Task prompt:
Lines with "warn": pull these out of the listing below.

Material for this task:
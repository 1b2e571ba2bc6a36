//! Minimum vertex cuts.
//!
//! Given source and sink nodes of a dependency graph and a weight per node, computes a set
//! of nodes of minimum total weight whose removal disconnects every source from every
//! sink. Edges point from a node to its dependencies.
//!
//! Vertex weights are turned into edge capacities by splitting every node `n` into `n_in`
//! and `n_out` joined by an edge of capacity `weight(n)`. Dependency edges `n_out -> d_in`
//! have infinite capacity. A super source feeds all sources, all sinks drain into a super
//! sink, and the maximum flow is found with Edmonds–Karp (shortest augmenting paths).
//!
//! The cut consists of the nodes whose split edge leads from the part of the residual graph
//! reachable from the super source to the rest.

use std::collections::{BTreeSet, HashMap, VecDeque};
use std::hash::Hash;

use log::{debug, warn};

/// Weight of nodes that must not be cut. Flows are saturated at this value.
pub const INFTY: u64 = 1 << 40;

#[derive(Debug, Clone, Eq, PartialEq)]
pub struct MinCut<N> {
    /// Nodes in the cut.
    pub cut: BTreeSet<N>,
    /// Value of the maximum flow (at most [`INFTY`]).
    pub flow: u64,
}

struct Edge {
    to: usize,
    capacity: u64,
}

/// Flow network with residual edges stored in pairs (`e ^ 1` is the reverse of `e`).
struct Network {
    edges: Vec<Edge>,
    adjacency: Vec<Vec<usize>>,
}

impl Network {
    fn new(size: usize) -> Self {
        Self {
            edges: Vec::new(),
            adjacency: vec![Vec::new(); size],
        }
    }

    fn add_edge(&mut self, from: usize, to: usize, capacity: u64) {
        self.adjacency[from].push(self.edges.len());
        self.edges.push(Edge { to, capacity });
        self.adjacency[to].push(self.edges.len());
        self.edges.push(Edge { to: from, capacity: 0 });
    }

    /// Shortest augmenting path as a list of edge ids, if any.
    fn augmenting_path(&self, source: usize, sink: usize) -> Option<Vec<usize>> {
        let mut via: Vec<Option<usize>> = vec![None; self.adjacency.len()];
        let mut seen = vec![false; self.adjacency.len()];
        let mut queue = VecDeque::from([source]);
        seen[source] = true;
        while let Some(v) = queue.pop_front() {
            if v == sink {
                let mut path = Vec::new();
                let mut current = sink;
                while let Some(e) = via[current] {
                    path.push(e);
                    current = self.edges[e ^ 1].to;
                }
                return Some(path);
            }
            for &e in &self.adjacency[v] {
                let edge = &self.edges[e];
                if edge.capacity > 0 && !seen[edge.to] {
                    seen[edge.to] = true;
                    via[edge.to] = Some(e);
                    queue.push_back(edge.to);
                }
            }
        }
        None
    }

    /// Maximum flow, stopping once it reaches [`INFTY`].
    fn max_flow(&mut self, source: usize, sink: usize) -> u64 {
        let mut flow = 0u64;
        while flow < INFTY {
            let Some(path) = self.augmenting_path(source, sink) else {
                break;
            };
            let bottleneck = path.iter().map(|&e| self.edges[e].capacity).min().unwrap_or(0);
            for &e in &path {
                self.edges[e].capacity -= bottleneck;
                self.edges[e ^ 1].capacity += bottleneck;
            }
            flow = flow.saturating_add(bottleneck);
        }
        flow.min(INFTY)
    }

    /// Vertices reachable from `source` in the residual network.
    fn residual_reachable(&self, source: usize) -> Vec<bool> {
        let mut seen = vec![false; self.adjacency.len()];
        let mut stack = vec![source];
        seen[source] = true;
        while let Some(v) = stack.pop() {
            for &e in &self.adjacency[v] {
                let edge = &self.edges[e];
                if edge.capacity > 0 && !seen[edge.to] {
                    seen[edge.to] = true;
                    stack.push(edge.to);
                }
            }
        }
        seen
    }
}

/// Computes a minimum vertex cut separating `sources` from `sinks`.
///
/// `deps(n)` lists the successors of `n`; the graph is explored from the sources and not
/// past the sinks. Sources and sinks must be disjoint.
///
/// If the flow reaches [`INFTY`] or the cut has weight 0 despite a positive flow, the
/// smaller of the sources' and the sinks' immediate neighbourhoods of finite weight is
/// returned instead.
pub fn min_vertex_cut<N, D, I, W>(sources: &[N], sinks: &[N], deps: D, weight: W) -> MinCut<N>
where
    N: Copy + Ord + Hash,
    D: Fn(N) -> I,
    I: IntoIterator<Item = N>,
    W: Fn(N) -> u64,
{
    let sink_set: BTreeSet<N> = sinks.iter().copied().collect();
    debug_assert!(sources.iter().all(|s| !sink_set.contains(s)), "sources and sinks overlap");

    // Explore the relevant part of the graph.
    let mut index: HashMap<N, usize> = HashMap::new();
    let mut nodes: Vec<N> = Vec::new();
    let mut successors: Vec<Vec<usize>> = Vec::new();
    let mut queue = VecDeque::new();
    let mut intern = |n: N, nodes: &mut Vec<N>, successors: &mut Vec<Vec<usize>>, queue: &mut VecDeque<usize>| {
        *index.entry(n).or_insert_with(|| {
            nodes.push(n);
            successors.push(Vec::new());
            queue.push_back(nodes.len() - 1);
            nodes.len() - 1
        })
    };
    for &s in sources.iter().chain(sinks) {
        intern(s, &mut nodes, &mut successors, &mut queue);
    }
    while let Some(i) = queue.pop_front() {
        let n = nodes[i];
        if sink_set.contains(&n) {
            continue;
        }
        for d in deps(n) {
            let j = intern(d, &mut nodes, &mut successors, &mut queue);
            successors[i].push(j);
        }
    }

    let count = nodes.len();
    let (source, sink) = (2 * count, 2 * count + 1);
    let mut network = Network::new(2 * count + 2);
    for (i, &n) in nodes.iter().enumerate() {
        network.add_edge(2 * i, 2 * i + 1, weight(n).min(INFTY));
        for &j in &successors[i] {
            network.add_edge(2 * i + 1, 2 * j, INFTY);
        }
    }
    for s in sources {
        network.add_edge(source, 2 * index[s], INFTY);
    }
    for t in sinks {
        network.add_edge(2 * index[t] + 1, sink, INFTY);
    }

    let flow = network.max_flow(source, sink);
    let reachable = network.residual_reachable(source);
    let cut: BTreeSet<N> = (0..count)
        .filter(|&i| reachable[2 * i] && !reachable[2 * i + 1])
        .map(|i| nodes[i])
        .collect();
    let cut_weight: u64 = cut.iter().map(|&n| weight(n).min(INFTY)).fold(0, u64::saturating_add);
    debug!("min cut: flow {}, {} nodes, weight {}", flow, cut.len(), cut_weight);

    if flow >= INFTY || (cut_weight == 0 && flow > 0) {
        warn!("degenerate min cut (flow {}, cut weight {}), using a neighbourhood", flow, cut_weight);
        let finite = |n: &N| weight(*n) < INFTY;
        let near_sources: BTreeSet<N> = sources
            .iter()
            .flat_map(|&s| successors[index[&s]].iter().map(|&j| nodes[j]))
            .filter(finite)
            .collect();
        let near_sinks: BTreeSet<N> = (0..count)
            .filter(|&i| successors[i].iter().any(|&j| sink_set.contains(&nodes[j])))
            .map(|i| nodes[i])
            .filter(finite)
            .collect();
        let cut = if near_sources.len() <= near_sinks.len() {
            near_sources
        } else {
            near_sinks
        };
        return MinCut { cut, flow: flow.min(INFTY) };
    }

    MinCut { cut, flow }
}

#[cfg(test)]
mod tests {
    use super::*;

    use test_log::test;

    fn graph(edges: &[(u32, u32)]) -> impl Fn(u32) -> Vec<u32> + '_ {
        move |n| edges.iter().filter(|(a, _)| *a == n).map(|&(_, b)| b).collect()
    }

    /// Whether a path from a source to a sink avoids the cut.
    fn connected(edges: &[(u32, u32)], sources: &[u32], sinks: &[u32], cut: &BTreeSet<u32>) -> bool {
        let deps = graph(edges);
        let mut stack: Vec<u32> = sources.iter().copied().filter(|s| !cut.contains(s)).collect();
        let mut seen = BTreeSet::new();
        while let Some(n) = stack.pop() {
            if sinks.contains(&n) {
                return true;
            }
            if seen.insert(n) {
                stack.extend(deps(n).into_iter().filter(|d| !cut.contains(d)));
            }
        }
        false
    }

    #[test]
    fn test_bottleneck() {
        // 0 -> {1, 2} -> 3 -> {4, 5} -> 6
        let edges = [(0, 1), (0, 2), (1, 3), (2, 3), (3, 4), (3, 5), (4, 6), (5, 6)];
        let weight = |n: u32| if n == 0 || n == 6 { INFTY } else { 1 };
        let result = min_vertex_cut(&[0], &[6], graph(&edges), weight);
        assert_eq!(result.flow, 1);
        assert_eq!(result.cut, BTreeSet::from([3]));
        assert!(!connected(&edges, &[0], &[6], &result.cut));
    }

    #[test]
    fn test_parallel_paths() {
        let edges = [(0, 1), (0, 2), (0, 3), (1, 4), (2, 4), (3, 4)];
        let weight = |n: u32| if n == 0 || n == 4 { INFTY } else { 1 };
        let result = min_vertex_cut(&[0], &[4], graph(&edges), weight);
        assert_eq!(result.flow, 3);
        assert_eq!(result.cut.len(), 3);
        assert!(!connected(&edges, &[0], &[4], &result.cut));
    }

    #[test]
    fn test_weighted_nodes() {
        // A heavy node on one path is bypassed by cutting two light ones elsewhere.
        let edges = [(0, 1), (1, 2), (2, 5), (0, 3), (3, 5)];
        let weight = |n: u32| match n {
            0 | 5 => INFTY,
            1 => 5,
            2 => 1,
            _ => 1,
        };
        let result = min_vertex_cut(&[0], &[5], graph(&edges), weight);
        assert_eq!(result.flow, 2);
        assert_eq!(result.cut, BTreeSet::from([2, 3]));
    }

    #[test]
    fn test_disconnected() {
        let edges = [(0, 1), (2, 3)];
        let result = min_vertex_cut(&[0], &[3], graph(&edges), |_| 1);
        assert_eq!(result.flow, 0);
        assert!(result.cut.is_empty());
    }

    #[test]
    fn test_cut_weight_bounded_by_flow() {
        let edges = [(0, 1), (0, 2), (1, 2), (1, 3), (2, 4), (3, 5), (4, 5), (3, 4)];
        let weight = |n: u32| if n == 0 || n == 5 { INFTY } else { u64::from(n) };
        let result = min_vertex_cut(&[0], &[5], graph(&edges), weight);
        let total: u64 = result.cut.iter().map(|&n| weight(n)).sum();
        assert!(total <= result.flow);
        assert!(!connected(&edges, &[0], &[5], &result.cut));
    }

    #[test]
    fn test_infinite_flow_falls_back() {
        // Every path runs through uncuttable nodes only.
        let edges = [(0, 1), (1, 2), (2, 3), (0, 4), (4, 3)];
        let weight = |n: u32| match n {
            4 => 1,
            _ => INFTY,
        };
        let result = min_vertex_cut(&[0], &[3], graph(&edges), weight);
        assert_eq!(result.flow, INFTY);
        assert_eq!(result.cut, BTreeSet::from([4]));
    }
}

Output of the task:
use log::{debug, warn};
        warn!("degenerate min cut (flow {}, cut weight {}), using a neighbourhood", flow, cut_weight);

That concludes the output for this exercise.